Starting at the top of the listing below, copy each line exactly, stopping after the line that contains "pub fn serial_number(&self)".

Data provided START

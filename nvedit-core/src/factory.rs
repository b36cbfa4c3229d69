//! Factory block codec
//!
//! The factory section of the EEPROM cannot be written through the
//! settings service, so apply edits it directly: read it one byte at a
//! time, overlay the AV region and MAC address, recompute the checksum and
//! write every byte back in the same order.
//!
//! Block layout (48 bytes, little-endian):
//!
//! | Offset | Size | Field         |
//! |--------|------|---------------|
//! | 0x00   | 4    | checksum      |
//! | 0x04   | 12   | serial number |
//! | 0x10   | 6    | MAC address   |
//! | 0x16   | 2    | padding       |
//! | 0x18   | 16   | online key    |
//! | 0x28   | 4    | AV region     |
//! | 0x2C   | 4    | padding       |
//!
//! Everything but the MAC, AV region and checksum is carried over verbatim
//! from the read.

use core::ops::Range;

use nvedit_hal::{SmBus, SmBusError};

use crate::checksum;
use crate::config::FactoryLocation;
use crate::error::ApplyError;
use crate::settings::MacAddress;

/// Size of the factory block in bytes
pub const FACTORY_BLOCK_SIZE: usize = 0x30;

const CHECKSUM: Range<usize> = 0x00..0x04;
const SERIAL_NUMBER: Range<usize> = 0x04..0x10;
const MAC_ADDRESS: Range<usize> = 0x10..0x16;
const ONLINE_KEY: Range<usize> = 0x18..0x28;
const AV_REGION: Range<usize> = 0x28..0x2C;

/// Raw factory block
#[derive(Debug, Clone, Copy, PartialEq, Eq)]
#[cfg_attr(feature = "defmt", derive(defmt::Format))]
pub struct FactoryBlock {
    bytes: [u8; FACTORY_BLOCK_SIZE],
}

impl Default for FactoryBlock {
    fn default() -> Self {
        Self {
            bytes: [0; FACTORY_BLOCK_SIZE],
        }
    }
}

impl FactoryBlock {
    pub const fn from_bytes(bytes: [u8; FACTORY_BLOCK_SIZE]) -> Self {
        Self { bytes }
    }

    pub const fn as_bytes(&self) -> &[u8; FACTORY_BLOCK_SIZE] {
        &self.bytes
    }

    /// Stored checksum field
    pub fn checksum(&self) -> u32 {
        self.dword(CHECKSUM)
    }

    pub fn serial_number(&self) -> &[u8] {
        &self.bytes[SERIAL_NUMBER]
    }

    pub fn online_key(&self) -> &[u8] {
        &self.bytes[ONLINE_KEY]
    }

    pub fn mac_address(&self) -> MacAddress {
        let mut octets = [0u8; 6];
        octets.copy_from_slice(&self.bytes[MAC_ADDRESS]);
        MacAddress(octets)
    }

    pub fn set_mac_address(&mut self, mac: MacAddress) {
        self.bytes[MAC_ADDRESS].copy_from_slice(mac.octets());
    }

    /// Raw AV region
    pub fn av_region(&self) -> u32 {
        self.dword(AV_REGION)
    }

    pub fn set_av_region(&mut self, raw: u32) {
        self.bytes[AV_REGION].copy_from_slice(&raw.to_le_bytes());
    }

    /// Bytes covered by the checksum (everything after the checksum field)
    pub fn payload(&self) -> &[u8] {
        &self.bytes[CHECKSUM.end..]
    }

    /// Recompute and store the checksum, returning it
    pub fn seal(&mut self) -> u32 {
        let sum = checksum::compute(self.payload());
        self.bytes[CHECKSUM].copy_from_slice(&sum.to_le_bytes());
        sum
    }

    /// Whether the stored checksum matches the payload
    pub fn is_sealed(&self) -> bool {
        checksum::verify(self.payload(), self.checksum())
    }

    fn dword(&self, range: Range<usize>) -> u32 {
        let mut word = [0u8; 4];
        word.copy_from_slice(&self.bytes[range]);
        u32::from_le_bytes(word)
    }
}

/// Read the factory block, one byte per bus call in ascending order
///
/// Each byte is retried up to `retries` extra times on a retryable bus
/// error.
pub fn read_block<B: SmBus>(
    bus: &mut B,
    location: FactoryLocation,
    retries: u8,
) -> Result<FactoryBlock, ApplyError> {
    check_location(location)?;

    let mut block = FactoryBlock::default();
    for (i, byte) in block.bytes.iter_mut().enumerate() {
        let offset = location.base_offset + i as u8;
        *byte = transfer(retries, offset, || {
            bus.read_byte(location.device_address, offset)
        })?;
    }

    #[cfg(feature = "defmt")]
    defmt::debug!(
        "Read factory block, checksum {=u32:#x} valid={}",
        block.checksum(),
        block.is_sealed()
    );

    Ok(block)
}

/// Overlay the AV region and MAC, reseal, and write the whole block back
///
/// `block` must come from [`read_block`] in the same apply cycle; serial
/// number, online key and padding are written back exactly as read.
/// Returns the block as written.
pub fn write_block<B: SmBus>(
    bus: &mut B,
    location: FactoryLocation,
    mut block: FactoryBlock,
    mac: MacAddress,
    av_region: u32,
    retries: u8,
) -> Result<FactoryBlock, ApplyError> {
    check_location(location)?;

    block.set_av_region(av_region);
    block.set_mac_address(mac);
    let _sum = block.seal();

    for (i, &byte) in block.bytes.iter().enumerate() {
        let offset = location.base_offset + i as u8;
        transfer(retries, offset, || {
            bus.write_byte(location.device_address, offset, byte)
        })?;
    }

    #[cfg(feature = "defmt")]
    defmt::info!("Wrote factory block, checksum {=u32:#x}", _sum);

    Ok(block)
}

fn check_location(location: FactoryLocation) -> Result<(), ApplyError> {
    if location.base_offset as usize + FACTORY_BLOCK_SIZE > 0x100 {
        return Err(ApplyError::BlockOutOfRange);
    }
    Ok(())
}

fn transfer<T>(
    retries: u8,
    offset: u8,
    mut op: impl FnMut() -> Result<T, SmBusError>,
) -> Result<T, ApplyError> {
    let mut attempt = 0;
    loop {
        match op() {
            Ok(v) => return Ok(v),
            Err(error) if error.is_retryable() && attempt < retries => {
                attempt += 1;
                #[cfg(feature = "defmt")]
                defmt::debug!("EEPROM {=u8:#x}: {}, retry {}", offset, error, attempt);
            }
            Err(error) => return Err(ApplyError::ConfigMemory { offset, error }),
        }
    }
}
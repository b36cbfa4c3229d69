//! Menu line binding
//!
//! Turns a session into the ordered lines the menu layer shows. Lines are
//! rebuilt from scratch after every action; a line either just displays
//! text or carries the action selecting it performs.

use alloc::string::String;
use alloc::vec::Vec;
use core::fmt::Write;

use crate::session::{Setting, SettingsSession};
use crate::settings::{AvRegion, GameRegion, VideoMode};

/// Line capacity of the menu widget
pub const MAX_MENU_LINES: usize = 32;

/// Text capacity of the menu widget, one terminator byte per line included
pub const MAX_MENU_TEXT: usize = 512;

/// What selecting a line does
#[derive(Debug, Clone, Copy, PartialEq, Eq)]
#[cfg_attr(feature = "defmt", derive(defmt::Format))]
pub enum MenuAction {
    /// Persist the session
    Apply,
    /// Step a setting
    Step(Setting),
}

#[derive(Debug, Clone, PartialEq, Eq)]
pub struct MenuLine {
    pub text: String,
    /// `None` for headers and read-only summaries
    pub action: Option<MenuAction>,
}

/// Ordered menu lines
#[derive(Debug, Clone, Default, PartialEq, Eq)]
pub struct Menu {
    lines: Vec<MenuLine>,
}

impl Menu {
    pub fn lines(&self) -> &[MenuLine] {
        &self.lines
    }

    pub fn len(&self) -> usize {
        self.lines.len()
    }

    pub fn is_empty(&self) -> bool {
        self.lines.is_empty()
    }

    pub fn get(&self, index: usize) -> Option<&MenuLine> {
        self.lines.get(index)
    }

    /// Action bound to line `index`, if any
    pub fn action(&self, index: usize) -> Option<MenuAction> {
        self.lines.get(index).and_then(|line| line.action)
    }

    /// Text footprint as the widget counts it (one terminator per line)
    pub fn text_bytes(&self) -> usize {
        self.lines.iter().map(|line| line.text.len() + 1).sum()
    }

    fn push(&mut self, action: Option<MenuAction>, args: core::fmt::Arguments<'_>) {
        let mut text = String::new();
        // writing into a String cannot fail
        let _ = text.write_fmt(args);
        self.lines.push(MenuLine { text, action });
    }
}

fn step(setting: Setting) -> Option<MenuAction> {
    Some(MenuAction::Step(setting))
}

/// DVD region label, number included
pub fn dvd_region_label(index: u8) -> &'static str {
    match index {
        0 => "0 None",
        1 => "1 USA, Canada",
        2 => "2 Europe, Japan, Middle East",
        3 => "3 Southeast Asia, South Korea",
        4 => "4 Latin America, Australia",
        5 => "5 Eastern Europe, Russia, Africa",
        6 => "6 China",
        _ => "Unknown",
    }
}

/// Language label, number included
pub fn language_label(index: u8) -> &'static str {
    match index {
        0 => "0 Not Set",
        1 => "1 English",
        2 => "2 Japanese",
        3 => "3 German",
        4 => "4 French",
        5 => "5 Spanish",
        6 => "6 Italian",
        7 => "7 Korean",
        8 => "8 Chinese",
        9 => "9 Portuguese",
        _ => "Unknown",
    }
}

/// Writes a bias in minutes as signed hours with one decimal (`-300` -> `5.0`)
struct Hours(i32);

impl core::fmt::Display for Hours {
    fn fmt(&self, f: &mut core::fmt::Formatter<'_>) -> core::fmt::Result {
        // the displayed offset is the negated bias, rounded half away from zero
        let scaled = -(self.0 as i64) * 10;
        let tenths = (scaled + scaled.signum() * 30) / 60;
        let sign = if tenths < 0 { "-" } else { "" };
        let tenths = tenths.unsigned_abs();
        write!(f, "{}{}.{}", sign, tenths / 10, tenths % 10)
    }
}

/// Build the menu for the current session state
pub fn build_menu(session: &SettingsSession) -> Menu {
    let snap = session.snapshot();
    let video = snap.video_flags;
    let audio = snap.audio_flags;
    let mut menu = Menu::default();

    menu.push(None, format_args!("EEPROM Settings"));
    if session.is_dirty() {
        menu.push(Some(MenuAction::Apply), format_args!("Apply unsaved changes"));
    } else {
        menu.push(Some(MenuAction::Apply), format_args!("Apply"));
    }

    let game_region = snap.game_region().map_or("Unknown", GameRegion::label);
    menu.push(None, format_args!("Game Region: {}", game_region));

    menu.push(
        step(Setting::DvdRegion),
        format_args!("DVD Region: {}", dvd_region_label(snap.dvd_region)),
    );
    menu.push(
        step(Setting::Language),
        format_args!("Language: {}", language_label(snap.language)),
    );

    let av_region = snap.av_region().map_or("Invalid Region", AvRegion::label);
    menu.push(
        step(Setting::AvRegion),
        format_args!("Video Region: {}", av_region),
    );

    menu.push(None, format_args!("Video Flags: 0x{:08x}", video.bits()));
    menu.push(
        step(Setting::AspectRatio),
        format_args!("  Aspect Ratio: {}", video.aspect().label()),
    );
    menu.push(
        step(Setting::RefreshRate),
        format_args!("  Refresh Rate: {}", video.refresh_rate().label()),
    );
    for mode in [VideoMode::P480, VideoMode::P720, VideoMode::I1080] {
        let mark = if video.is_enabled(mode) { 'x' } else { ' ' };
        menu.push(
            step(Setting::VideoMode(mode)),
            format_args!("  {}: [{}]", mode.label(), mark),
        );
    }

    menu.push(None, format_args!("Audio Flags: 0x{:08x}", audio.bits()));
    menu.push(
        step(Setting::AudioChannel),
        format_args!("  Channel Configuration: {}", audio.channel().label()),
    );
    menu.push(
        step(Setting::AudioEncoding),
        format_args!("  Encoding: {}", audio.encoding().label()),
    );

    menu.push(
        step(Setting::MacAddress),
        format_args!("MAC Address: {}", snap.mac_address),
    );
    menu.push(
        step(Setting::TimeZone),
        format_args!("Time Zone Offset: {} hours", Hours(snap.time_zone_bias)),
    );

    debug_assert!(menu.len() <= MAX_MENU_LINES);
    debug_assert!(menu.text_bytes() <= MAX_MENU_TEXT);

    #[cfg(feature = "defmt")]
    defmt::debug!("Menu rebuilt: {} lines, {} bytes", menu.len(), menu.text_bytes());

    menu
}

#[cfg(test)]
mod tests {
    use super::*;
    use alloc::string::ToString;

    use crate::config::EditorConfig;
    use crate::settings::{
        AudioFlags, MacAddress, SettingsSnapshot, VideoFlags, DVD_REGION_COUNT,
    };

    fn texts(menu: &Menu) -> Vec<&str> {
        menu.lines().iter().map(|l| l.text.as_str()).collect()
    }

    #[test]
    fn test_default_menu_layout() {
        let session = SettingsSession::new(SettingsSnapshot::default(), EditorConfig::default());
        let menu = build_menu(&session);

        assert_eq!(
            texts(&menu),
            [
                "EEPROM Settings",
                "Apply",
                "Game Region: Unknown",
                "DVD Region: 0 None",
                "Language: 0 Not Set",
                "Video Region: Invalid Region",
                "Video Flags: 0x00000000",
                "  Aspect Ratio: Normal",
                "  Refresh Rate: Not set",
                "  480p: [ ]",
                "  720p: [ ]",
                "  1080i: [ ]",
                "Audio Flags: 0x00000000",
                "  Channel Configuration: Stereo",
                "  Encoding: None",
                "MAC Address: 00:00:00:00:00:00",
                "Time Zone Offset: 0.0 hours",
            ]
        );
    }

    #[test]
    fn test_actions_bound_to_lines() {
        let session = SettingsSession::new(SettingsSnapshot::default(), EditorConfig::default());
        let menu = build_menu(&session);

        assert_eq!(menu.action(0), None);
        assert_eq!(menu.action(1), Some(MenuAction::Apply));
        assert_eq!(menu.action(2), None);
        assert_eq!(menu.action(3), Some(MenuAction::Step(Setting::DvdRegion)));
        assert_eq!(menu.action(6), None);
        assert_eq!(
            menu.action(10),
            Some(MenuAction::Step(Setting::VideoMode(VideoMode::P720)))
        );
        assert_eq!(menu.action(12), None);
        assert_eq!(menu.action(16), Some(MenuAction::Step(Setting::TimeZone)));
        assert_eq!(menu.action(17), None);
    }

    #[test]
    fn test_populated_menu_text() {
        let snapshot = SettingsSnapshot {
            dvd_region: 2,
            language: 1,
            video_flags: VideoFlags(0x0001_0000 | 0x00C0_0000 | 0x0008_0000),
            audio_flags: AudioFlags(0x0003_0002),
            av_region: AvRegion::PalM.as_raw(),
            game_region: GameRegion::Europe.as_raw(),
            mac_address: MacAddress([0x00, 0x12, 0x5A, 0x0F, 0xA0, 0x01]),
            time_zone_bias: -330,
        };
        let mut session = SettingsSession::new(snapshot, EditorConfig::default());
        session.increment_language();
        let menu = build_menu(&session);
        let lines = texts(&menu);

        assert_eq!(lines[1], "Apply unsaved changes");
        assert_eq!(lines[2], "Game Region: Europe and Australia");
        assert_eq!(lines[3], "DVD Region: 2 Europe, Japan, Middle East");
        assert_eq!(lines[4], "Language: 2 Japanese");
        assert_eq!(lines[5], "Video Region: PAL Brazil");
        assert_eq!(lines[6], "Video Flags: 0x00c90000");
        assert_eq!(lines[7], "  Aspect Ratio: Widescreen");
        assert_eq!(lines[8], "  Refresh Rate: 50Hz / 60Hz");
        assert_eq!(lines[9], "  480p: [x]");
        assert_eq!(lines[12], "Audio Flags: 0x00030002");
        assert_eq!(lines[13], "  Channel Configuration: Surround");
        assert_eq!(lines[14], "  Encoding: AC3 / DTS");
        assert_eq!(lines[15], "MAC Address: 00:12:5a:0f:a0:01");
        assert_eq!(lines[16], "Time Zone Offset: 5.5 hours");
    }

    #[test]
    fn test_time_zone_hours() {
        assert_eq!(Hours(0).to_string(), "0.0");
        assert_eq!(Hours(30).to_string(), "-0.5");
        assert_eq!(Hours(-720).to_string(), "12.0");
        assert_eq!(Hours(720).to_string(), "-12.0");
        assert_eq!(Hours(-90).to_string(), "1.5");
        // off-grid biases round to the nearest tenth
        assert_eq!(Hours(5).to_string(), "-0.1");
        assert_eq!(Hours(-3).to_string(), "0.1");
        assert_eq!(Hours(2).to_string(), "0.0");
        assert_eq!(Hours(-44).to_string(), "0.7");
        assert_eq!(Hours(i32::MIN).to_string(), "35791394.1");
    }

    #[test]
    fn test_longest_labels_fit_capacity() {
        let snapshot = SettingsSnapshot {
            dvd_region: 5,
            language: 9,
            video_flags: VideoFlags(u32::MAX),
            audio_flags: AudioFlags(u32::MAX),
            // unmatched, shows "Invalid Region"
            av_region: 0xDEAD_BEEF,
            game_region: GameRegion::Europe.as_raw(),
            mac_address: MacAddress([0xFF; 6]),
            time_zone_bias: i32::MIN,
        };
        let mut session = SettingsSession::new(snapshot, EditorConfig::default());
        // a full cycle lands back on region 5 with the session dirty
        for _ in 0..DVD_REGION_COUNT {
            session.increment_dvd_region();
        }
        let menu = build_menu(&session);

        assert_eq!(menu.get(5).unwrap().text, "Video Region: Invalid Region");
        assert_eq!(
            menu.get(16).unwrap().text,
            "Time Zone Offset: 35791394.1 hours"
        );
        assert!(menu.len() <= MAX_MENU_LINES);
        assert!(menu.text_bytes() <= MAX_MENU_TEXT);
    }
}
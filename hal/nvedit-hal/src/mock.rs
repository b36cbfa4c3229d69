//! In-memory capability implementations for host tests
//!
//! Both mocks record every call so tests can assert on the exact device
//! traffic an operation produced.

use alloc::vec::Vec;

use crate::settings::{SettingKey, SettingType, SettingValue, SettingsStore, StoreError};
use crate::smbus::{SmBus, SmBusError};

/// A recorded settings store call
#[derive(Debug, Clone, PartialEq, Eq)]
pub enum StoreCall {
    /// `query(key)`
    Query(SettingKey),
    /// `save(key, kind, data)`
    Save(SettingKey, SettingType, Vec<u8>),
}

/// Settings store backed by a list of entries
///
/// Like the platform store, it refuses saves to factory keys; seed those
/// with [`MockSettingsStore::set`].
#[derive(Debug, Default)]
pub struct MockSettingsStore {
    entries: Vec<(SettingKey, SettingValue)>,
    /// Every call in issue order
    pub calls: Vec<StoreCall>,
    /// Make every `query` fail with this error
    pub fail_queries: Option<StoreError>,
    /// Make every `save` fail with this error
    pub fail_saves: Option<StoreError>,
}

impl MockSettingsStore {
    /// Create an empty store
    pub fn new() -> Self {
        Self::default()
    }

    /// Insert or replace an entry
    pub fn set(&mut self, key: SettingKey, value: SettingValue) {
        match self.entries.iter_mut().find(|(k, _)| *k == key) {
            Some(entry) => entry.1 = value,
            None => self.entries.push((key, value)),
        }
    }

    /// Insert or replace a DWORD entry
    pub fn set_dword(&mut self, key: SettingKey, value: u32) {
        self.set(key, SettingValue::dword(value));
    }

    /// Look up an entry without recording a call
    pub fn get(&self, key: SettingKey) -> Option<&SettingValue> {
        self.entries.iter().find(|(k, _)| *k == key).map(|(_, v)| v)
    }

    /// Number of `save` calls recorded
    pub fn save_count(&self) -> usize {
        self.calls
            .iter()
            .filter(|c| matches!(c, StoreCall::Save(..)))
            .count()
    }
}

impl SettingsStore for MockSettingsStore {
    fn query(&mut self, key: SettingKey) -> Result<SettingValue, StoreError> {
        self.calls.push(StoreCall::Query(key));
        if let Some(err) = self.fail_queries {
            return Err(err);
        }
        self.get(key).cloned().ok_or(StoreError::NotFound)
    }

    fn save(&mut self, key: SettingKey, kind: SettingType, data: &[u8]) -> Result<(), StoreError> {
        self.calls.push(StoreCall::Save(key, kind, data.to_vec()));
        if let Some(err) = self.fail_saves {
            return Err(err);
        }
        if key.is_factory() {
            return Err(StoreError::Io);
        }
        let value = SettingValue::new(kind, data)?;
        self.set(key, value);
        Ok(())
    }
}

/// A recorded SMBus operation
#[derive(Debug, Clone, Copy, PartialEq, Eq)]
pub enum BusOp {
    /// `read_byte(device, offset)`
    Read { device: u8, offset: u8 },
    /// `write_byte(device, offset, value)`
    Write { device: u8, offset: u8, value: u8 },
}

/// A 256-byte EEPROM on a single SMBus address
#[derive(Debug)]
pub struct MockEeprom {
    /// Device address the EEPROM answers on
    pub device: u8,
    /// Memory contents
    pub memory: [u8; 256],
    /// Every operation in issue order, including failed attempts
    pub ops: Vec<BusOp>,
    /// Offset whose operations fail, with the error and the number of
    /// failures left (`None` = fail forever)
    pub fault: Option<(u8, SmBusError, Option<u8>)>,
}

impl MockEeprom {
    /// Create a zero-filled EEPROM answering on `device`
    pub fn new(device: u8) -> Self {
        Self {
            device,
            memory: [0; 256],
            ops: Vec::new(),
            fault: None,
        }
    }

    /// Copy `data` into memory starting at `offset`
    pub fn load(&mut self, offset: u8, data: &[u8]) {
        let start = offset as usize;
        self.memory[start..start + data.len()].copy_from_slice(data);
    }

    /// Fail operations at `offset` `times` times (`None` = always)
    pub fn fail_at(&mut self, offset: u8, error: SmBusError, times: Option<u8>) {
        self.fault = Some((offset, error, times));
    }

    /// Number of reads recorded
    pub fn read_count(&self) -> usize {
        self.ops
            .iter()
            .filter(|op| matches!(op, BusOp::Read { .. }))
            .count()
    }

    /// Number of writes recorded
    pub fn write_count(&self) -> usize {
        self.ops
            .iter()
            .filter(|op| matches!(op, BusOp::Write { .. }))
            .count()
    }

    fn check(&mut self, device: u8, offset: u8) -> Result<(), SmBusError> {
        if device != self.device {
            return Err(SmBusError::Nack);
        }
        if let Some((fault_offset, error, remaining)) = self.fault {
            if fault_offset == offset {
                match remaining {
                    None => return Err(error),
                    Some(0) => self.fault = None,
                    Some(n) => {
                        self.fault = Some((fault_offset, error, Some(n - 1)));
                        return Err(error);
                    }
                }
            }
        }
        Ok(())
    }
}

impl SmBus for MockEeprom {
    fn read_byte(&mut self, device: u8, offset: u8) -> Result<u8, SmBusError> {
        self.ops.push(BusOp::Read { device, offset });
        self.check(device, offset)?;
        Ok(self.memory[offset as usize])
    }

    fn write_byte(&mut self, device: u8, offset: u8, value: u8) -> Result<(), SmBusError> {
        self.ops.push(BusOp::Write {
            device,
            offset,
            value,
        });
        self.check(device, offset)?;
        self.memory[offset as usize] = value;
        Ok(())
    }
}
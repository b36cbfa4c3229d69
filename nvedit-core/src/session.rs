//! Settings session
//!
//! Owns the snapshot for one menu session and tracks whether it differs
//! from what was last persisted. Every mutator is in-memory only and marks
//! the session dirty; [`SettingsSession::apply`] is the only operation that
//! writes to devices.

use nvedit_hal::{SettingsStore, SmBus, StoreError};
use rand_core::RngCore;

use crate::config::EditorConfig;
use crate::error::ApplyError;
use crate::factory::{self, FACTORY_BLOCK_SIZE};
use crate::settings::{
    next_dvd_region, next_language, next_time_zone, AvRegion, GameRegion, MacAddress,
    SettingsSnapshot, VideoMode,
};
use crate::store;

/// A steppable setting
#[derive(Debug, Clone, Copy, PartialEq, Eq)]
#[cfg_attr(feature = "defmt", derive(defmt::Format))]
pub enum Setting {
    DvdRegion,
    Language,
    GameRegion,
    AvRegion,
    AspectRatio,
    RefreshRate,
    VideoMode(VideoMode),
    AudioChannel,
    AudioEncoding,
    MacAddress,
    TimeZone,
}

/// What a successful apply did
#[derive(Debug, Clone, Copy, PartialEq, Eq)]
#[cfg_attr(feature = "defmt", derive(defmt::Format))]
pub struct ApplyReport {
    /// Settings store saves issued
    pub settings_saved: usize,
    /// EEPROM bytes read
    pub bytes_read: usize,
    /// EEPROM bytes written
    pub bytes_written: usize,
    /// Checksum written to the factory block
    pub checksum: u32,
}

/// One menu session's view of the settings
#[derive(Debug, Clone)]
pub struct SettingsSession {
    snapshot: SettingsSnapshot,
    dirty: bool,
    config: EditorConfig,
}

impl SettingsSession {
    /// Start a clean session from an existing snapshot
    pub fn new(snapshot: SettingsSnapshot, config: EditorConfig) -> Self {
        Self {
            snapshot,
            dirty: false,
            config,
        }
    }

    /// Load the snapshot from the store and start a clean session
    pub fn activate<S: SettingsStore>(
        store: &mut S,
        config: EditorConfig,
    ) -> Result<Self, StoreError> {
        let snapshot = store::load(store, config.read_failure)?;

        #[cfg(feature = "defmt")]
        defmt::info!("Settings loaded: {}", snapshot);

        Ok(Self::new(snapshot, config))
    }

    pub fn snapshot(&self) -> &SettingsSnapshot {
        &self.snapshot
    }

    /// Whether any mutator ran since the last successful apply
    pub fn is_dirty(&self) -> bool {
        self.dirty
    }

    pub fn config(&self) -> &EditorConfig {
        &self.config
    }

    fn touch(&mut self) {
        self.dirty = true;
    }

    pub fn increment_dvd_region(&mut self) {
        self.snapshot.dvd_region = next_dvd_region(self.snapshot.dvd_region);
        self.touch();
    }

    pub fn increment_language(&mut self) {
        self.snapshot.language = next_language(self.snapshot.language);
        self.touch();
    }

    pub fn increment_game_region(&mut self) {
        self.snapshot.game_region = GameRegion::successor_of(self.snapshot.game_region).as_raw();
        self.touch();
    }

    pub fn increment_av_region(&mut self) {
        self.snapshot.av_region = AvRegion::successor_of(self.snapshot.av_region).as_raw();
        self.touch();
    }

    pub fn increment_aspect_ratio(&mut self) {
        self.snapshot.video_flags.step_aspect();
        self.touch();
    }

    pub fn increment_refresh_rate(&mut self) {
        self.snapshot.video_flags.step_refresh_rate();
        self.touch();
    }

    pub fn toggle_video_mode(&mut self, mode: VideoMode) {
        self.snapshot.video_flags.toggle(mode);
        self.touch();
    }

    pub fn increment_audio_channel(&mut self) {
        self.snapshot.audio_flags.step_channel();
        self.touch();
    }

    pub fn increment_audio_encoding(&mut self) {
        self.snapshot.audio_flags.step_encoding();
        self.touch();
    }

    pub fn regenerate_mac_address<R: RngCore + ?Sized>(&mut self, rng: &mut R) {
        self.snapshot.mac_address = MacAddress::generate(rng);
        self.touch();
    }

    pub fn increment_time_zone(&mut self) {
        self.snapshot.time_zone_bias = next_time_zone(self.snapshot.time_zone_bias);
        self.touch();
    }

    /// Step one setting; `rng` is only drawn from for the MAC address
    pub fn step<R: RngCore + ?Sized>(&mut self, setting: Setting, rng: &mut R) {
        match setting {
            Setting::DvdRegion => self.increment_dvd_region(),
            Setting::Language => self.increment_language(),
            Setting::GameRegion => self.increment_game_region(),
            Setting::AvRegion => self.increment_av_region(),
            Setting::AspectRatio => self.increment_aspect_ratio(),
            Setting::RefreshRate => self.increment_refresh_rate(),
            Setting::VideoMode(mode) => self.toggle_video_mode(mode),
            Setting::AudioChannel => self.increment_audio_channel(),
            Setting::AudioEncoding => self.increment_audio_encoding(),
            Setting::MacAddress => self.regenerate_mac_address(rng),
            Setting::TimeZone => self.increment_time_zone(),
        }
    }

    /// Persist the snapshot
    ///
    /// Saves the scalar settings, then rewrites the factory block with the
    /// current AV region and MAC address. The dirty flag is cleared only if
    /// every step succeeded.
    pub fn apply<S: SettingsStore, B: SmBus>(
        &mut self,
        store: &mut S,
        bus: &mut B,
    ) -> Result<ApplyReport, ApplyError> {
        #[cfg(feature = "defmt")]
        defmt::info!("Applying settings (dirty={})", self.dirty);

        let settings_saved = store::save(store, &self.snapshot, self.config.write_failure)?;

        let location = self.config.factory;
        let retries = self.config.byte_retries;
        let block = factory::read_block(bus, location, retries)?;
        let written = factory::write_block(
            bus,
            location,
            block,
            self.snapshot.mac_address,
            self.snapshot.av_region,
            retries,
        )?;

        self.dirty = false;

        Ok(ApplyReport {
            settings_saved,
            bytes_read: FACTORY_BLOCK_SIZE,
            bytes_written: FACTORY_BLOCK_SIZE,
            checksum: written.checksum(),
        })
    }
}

Data provided END

• [Solution for this task]
filename nvedit-core/src/factory.rs
repository b36cbfa4c3229d69
//! Factory block codec
//!
//! The factory section of the EEPROM cannot be written through the
//! settings service, so apply edits it directly: read it one byte at a
//! time, overlay the AV region and MAC address, recompute the checksum and
//! write every byte back in the same order.
//!
//! Block layout (48 bytes, little-endian):
//!
//! | Offset | Size | Field         |
//! |--------|------|---------------|
//! | 0x00   | 4    | checksum      |
//! | 0x04   | 12   | serial number |
//! | 0x10   | 6    | MAC address   |
//! | 0x16   | 2    | padding       |
//! | 0x18   | 16   | online key    |
//! | 0x28   | 4    | AV region     |
//! | 0x2C   | 4    | padding       |
//!
//! Everything but the MAC, AV region and checksum is carried over verbatim
//! from the read.

use core::ops::Range;

use nvedit_hal::{SmBus, SmBusError};

use crate::checksum;
use crate::config::FactoryLocation;
use crate::error::ApplyError;
use crate::settings::MacAddress;

/// Size of the factory block in bytes
pub const FACTORY_BLOCK_SIZE: usize = 0x30;

const CHECKSUM: Range<usize> = 0x00..0x04;
const SERIAL_NUMBER: Range<usize> = 0x04..0x10;
const MAC_ADDRESS: Range<usize> = 0x10..0x16;
const ONLINE_KEY: Range<usize> = 0x18..0x28;
const AV_REGION: Range<usize> = 0x28..0x2C;

/// Raw factory block
#[derive(Debug, Clone, Copy, PartialEq, Eq)]
#[cfg_attr(feature = "defmt", derive(defmt::Format))]
pub struct FactoryBlock {
    bytes: [u8; FACTORY_BLOCK_SIZE],
}

impl Default for FactoryBlock {
    fn default() -> Self {
        Self {
            bytes: [0; FACTORY_BLOCK_SIZE],
        }
    }
}

impl FactoryBlock {
    pub const fn from_bytes(bytes: [u8; FACTORY_BLOCK_SIZE]) -> Self {
        Self { bytes }
    }

    pub const fn as_bytes(&self) -> &[u8; FACTORY_BLOCK_SIZE] {
        &self.bytes
    }

    /// Stored checksum field
    pub fn checksum(&self) -> u32 {
        self.dword(CHECKSUM)
    }

    pub fn serial_number(&self) -> &[u8] {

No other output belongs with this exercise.